Research shows that 30-40% of asymptomatic people in their 20s-30s have disc bulges on MRI. These are incidental findings that do not correlate with pain and can lead to inappropriate treatment and increased patient anxiety.

Relevant Guidelines

  • NICE NG59: Low back pain and sciatica
  • NICE CKS: Back pain — low (without radiculopathy)
  • CSP guidelines on physiotherapy for low back pain.

Frequently Asked Questions

When is MRI indicated for low back pain according to NICE?

NICE NG59 states that routine lumbar MRI should not be offered for non-specific low back pain. MRI is indicated when: red flag features suggest serious pathology (cauda equina syndrome, fracture, cancer, infection), symptoms persist despite 6-8 weeks of appropriate conservative management AND surgery or injection therapy is being considered, or there are progressive neurological symptoms. Simply having severe pain or patient anxiety is not an indication. In the SCA, demonstrating knowledge of these specific criteria scores well.

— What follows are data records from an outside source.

//! Data models for the FarmCredit backend

use serde::{Deserialize, Serialize};
use sqlx::types::chrono::{DateTime, NaiveDate, Utc};
use uuid::Uuid;

/// Borrower model (a farmer seeking a loan)
#[derive(Debug, Serialize, Deserialize, sqlx::FromRow, Clone)]
pub struct Borrower {
    pub id: Uuid,
    pub first_name: String,
    pub last_name: String,
    pub email: Option<String>,
    pub phone: Option<String>,
    pub age: Option<i32>,
    pub gender: Option<String>,
    pub education_level: Option<String>,
    pub marital_status: Option<String>,
    pub created_at: DateTime<Utc>,
    pub updated_at: DateTime<Utc>,
}

/// Borrower address
#[derive(Debug, Serialize, Deserialize, sqlx::FromRow, Clone)]
pub struct Address {
    pub id: Uuid,
    pub borrower_id: Uuid,
    pub street: Option<String>,
    pub city: Option<String>,
    pub state: Option<String>,
    pub country: Option<String>,
    pub created_at: DateTime<Utc>,
}

/// Next of kin contact for a borrower
#[derive(Debug, Serialize, Deserialize, sqlx::FromRow, Clone)]
pub struct NextOfKin {
    pub id: Uuid,
    pub borrower_id: Uuid,
    pub full_name: String,
    pub relationship: Option<String>,
    pub phone: Option<String>,
    pub created_at: DateTime<Utc>,
}

/// Farm model, owned by exactly one borrower
#[derive(Debug, Serialize, Deserialize, sqlx::FromRow, Clone)]
pub struct Farm {
    pub id: Uuid,
    pub borrower_id: Uuid,
    pub size_hectares: Option<f64>,
    pub started_on: Option<NaiveDate>,
    pub harvest_count: Option<i32>,
    pub created_at: DateTime<Utc>,
    pub updated_at: DateTime<Utc>,
}

/// Expected yield and profit for a crop on a farm
#[derive(Debug, Serialize, Deserialize, sqlx::FromRow, Clone)]
pub struct ProductionRecord {
    pub id: Uuid,
    pub farm_id: Uuid,
    pub crop_type: Option<String>,
    pub expected_yield_kg: Option<f64>,
    pub expected_profit: Option<f64>,
    pub created_at: DateTime<Utc>,
}

/// Loan application status
#[derive(Debug, Serialize, Deserialize, sqlx::Type, Clone, Copy, PartialEq, Eq)]
#[sqlx(type_name = "application_status", rename_all = "lowercase")]
#[serde(rename_all = "lowercase")]
pub enum ApplicationStatus {
    Pending,
    Approved,
    Rejected,
}

/// Loan application model (a request for funds, prior to disbursement)
#[derive(Debug, Serialize, Deserialize, sqlx::FromRow, Clone)]
pub struct LoanApplication {
    pub id: Uuid,
    pub borrower_id: Uuid,
    pub farm_id: Uuid,
    pub requested_amount: f64,
    /// Snapshot of outstanding debt computed at submission time
    pub existing_loan_amount: Option<f64>,
    pub existing_loan_duration_days: Option<i32>,
    pub status: ApplicationStatus,
    pub interest_rate: Option<f64>,
    pub duration_days: Option<i32>,
    pub created_at: DateTime<Utc>,
    pub updated_at: DateTime<Utc>,
}

/// Loan contract status
#[derive(Debug, Serialize, Deserialize, sqlx::Type, Clone, Copy, PartialEq, Eq)]
#[sqlx(type_name = "contract_status", rename_all = "lowercase")]
#[serde(rename_all = "lowercase")]
pub enum ContractStatus {
    Active,
    Completed,
    Defaulted,
}

/// Loan contract model (a disbursed obligation tied to one approved application)
#[derive(Debug, Serialize, Deserialize, sqlx::FromRow, Clone)]
pub struct LoanContract {
    pub id: Uuid,
    pub application_id: Uuid,
    pub principal: f64,
    /// Flat one-time interest charge as a percentage of principal
    pub interest_rate: Option<f64>,
    pub duration_days: Option<i32>,
    pub status: ContractStatus,
    pub disbursed_at: Option<DateTime<Utc>>,
    pub created_at: DateTime<Utc>,
    pub updated_at: DateTime<Utc>,
}

/// One scheduled/paid repayment unit against a contract
#[derive(Debug, Serialize, Deserialize, sqlx::FromRow, Clone)]
pub struct RepaymentInstallment {
    pub id: Uuid,
    pub contract_id: Uuid,
    pub due_date: NaiveDate,
    pub amount: f64,
    /// Null until the installment is actually paid
    pub paid_at: Option<DateTime<Utc>>,
    pub fine: Option<f64>,
    pub created_at: DateTime<Utc>,
}

/// Append-only credit score record; the most recent row is the current score
#[derive(Debug, Serialize, Deserialize, sqlx::FromRow, Clone)]
pub struct CreditScoreRecord {
    pub id: Uuid,
    pub borrower_id: Uuid,
    pub score: f64,
    pub created_at: DateTime<Utc>,
}

/// Transaction history entry with free-form transaction data
#[derive(Debug, Serialize, Deserialize, sqlx::FromRow, Clone)]
pub struct TransactionHistory {
    pub id: Uuid,
    pub borrower_id: Uuid,
    pub transaction_type: Option<String>,
    pub transaction_data: Option<serde_json::Value>,
    pub created_at: DateTime<Utc>,
}

/// API response wrapper, the success half of the discriminated result
#[derive(Debug, Serialize, Deserialize)]
pub struct ApiResponse<T> {
    pub success: bool,
    pub data: Option<T>,
    pub error: Option<String>,
}

impl<T> ApiResponse<T> {
    /// Build a successful response carrying `data`
    pub fn ok(data: T) -> Self {
        Self {
            success: true,
            data: Some(data),
            error: None,
        }
    }
}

How do I explain the MRI incidental findings problem to a patient?

Use concrete statistics: 'If we scanned 100 people your age with no back pain at all, about 30-40 of them would have disc bulges or other findings on the MRI. These are normal age-related changes that don't cause pain. The problem is, if we find one in you, it's very hard to unsee it — and it often leads to more worry, sometimes unnecessary treatment, and actually worse outcomes than if we hadn't scanned.' This reframes MRI as potentially harmful rather than merely unhelpful.

What should I prescribe for mechanical low back pain?

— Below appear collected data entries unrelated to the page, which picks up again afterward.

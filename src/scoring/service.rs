//! Credit scoring service - orchestrates the payload builder pipeline
//!
//! Fetch order: the borrower record first (its failure is fatal), then the
//! secondary datasets, each independently fault-tolerant. Dependent fetches
//! are sequenced on the identifiers returned by the previous step
//! (applications before contracts, contracts before repayments).

use uuid::Uuid;

use crate::error::ApiError;
use crate::models::CreditScoreRecord;

use super::client::{ScoreOutcome, ScoreSubmitter};
use super::payload::ScoringPayload;
use super::store::ScoringStore;

/// Credit scoring service over an explicitly passed store and submitter
#[derive(Clone)]
pub struct ScoringService<S, C> {
    store: S,
    submitter: C,
}

impl<S: ScoringStore, C: ScoreSubmitter> ScoringService<S, C> {
    /// Create a new scoring service
    pub fn new(store: S, submitter: C) -> Self {
        Self { store, submitter }
    }

    /// Run the full pipeline for a borrower: gather records, normalize,
    /// submit to the scoring service, and persist the returned score.
    ///
    /// Nothing is persisted when the submission fails at the transport or
    /// application level.
    pub async fn calculate_credit_score(
        &self,
        borrower_id: Uuid,
    ) -> Result<ScoreOutcome, ApiError> {
        // Mandatory fetch; without the borrower there is nothing to score.
        let borrower = self.store.borrower(borrower_id).await?;

        let addresses = fold_missing("addresses", self.store.addresses(borrower_id).await);
        let next_of_kin = fold_missing("next_of_kin", self.store.next_of_kin(borrower_id).await);
        let farms = fold_missing("farms", self.store.farms(borrower_id).await);

        let farm_ids: Vec<Uuid> = farms.iter().map(|f| f.id).collect();
        let production = fold_missing(
            "production_records",
            self.store.production_records(&farm_ids).await,
        );

        let applications = fold_missing(
            "loan_applications",
            self.store.loan_applications(borrower_id).await,
        );

        let application_ids: Vec<Uuid> = applications.iter().map(|a| a.id).collect();
        let contracts = fold_missing(
            "loan_contracts",
            self.store.loan_contracts(&application_ids).await,
        );

        let contract_ids: Vec<Uuid> = contracts.iter().map(|c| c.id).collect();
        let repayments = fold_missing("repayments", self.store.repayments(&contract_ids).await);

        let transactions = fold_missing("transactions", self.store.transactions(borrower_id).await);

        let payload = ScoringPayload::assemble(
            &borrower,
            &addresses,
            &next_of_kin,
            &farms,
            &production,
            &applications,
            &contracts,
            &repayments,
            &transactions,
        );

        let outcome = self.submitter.submit(&payload).await?;

        let record = self
            .store
            .insert_credit_score(borrower_id, outcome.credit_score)
            .await?;

        tracing::info!(
            borrower_id = %borrower_id,
            record_id = %record.id,
            credit_score = outcome.credit_score,
            credit_rating = %outcome.credit_rating,
            "Credit score persisted"
        );

        Ok(outcome)
    }

    /// Most recent persisted score for a borrower
    pub async fn latest_credit_score(
        &self,
        borrower_id: Uuid,
    ) -> Result<Option<CreditScoreRecord>, ApiError> {
        self.store.latest_credit_score(borrower_id).await
    }
}

/// Fold a failed secondary fetch into an empty dataset so the pipeline can
/// continue. The degrade is logged, never silent.
fn fold_missing<T>(dataset: &str, result: Result<Vec<T>, ApiError>) -> Vec<T> {
    match result {
        Ok(rows) => rows,
        Err(err) => {
            tracing::warn!(
                dataset = dataset,
                error = %err,
                "Secondary fetch failed, continuing with empty dataset"
            );
            Vec::new()
        }
    }
}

Optimise regular paracetamol (1g four times daily) and an NSAID such as ibuprofen 400mg three times daily with food. If muscle spasm is prominent, a short course of diazepam 2mg at night for 5-7 days can break the spasm cycle. Codeine-based analgesics should be avoided where possible due to dependency risk and limited evidence in back pain. Heat therapy and gentle movement within pain limits complement medication. The key message is that medication facilitates movement and physiotherapy — it is not the treatment itself.

How should I advise about returning to running with mechanical back pain?

Advise stopping running and heavy lifting for 2-3 weeks minimum. During this time, swimming and walking are encouraged as they maintain fitness without loading the spine. From weeks 2-3, introduce easy cycling at low intensity. From weeks 3-4, begin walk-run intervals on soft surfaces. Gradually increase volume over weeks 4-8, guided by pain response and physiotherapy advice. The half-marathon in 6 weeks is unrealistic for optimal performance — discuss deferring or running it as a slow training run rather than racing.

How do I address the mental health impact of not being able to exercise?

Take it seriously — for many people, running is their primary coping mechanism, and losing it creates genuine psychological distress. Validate this directly: 'I can see that running is not just exercise for you — it's how you manage stress and stay well. Losing that is genuinely hard.' Offer alternatives: swimming is often possible with back pain, walking helps maintain routine, and mindfulness or breathing exercises can partially fill the gap. If mood or anxiety worsen significantly, offer further support. Do not dismiss the psychological impact as secondary to the physical problem.